# The Select Works Of William Huntington



## Mayflower (Jan 13, 2007)

I can buy the 6 volume THE SELECT WORKS OF WILLIAM HUNTINGTON.

What do you guys think about Huntington (besides that he was a antinomian ?
Any reviews, is he worthy to read ?


----------



## AV1611 (Jan 13, 2007)

I have not read much of him but I do know people who have obtained much from his writings.
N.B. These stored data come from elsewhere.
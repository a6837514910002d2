// crates/serve/src/render/template.rs

use crate::Error;
use handlebars::Handlebars;
use serde::Serialize;
use std::io::Write;

// ─────────────────────────────────────────────────────────────────────────────
// Embedded templates
// ─────────────────────────────────────────────────────────────────────────────

const LAYOUT: &str = r#"<!doctype html>
<html lang="en">
<head>
<meta charset="utf-8">
<title>{{title}}</title>
{{#if styles}}<style>{{{styles}}}</style>{{/if}}
</head>
<body class="wp-admin">
<nav class="admin-menu">
<a href="/admin">Dashboard</a>
<a href="/admin/notices">Admin Notices</a>
<a href="/admin/settings">Contact Details</a>
{{#if viewer}}<span class="current-user">{{viewer}}</span>{{/if}}
</nav>
<div class="wrap">
<h1>{{title}}</h1>
{{{body}}}
</div>
</body>
</html>
"#;

const DASHBOARD: &str = r#"<div id="dashboard-widgets">
{{#each widgets}}
<div id="{{id}}" class="postbox">
<h2>{{title}}</h2>
<div class="inside">{{{html}}}</div>
</div>
{{/each}}
</div>
"#;

const SETTINGS: &str = r#"{{#if updated}}<div class="notice notice-success"><p>Settings saved.</p></div>{{/if}}
{{#each rejections}}<div class="notice notice-error"><p>{{this}}</p></div>
{{/each}}
{{#if read_only}}<div class="notice notice-info"><p>Contact details are provided by the environment and cannot be edited here.</p></div>{{/if}}
<form method="post" action="/admin/settings">
<h2>Contact Information</h2>
<p>Enter your contact information below:</p>
<table class="form-table">
{{#each fields}}
<tr>
<th scope="row"><label for="{{name}}">{{label}}</label></th>
<td><input type="{{input_type}}" id="{{name}}" name="{{name}}" value="{{value}}"{{#if ../read_only}} disabled{{/if}}></td>
</tr>
{{/each}}
</table>
{{#unless read_only}}<p class="submit"><input type="submit" class="button button-primary" value="Save Changes"></p>{{/unless}}
</form>
"#;

const NOTICE_LIST: &str = r#"{{#if can_create}}<p><a href="/admin/notices/new" class="page-title-action">Add New Notice</a></p>{{/if}}
{{#if notices}}
<table class="wp-list-table">
<thead><tr><th>Title</th><th>Author</th><th>Date</th><th></th></tr></thead>
<tbody>
{{#each notices}}
<tr>
<td>{{title}}</td>
<td>{{author}}</td>
<td>{{date}}</td>
<td>{{#if edit_href}}<a href="{{edit_href}}">Edit</a>
<form method="post" action="{{delete_href}}" class="inline"><input type="submit" class="button-link" value="Delete"></form>{{/if}}</td>
</tr>
{{/each}}
</tbody>
</table>
{{else}}
<p>No admin notices found</p>
{{/if}}
"#;

const NOTICE_FORM: &str = r#"{{#each errors}}<div class="notice notice-error"><p>{{this}}</p></div>
{{/each}}
<form method="post" action="{{action}}">
<p><label for="title">Title</label><br>
<input type="text" id="title" name="title" value="{{title}}" required></p>
<p><label for="body">Content</label><br>
<textarea id="body" name="body" rows="10">{{body}}</textarea></p>
<p class="submit"><input type="submit" class="button button-primary" value="{{submit}}"></p>
</form>
"#;

const CONTACT_FORM: &str = r#"{{#each errors}}<p class="contact-error">{{this}}</p>
{{/each}}
<form id="custom-contact-form" class="contact-form" method="post" action="{{action}}">
<p><label for="name">Name:</label>
<input type="text" name="name" id="name" value="{{name}}" required></p>
<p><label for="email">Email:</label>
<input type="email" name="email" id="email" value="{{email}}" required></p>
<p><label for="message">Message:</label>
<textarea name="message" id="message" required>{{message}}</textarea></p>
<p><input type="submit" value="Send Message"></p>
<input type="hidden" name="_nonce" value="{{nonce}}">
</form>
"#;

const PAGE: &str = r#"<!doctype html>
<html lang="en">
<head>
<meta charset="utf-8">
<title>{{title}}</title>
{{#if styles}}<style>{{{styles}}}</style>{{/if}}
</head>
<body>
<main class="entry-content">
{{{body}}}
</main>
</body>
</html>
"#;

// ─────────────────────────────────────────────────────────────────────────────
// Models
// ─────────────────────────────────────────────────────────────────────────────

/// Admin shell. `body` and `styles` are trusted, pre-rendered markup.
#[derive(Debug, Default, Serialize)]
pub struct LayoutModel {
    pub title: String,
    pub styles: String,
    pub body: String,
    pub viewer: Option<String>,
}

#[derive(Debug, Serialize)]
pub struct WidgetView {
    pub id: String,
    pub title: String,
    pub html: String,
}

#[derive(Debug, Default, Serialize)]
pub struct DashboardModel {
    pub widgets: Vec<WidgetView>,
}

#[derive(Debug, Serialize)]
pub struct FieldView {
    pub name: &'static str,
    pub label: &'static str,
    pub input_type: &'static str,
    pub value: String,
}

#[derive(Debug, Default, Serialize)]
pub struct SettingsModel {
    pub fields: Vec<FieldView>,
    pub rejections: Vec<String>,
    pub updated: bool,
    pub read_only: bool,
}

#[derive(Debug, Serialize)]
pub struct NoticeRow {
    pub title: String,
    pub author: String,
    pub date: String,
    pub edit_href: Option<String>,
    pub delete_href: Option<String>,
}

#[derive(Debug, Default, Serialize)]
pub struct NoticeListModel {
    pub notices: Vec<NoticeRow>,
    pub can_create: bool,
}

#[derive(Debug, Default, Serialize)]
pub struct NoticeFormModel {
    pub action: String,
    pub submit: &'static str,
    pub title: String,
    pub body: String,
    pub errors: Vec<String>,
}

#[derive(Debug, Default, Serialize)]
pub struct ContactFormModel {
    pub action: String,
    pub nonce: String,
    pub name: String,
    pub email: String,
    pub message: String,
    pub errors: Vec<String>,
}

/// Public page shell.
#[derive(Debug, Default, Serialize)]
pub struct PageModel {
    pub title: String,
    pub styles: String,
    pub body: String,
}

// ─────────────────────────────────────────────────────────────────────────────
// Registry
// ─────────────────────────────────────────────────────────────────────────────

/// Handlebars registry preloaded with the built-in templates.
pub struct Templates {
    handlebars: Handlebars<'static>,
}

impl Templates {
    pub const LAYOUT: &'static str = "layout";
    pub const DASHBOARD: &'static str = "dashboard";
    pub const SETTINGS: &'static str = "settings";
    pub const NOTICE_LIST: &'static str = "notice_list";
    pub const NOTICE_FORM: &'static str = "notice_form";
    pub const CONTACT_FORM: &'static str = "contact_form";
    pub const PAGE: &'static str = "page";

    pub fn new() -> Result<Self, Error> {
        let mut handlebars = Handlebars::new();
        handlebars.set_strict_mode(false);
        for (name, src) in [
            (Self::LAYOUT, LAYOUT),
            (Self::DASHBOARD, DASHBOARD),
            (Self::SETTINGS, SETTINGS),
            (Self::NOTICE_LIST, NOTICE_LIST),
            (Self::NOTICE_FORM, NOTICE_FORM),
            (Self::CONTACT_FORM, CONTACT_FORM),
            (Self::PAGE, PAGE),
        ] {
            handlebars.register_template_string(name, src)?;
        }
        Ok(Self { handlebars })
    }

    pub fn render<M: Serialize>(&self, name: &str, model: &M) -> Result<String, Error> {
        Ok(self.handlebars.render(name, model)?)
    }

    pub fn render_to_write<M, W>(&self, name: &str, model: &M, out: &mut W) -> Result<(), Error>
    where
        M: Serialize,
        W: Write,
    {
        self.handlebars.render_to_write(name, model, out)?;
        Ok(())
    }

    /// Render `body` inside the admin shell.
    pub fn admin_page(&self, model: &LayoutModel) -> Result<String, Error> {
        self.render(Self::LAYOUT, model)
    }
}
They are also online at:

1. http://grace-for-today.com/hunt.htm 
2. http://www.sovereign-grace.com/huntington.htm


----------



## Mayflower (Apr 21, 2007)

Mayflower said:


> I can buy the 6 volume THE SELECT WORKS OF WILLIAM HUNTINGTON.
> 
> What do you guys think about Huntington (besides that he was a antinomian ?
> Any reviews, is he worthy to read ?



Yesterday i orderd the 6 volume (in a very good hardback edtion) of William Huntington for only $71, - including shipping from the U.S to the Netherlands.

Huntington hath a big influence on J.C Philpot & John warburton.

One sermon that read yesterday was:The Dimension of Eternal Love  
http://www.truegospel.net/Huntington/Works/Volume02/02009.htm


----------



## AV1611 (Apr 21, 2007)

Let us know what you make of him.


----------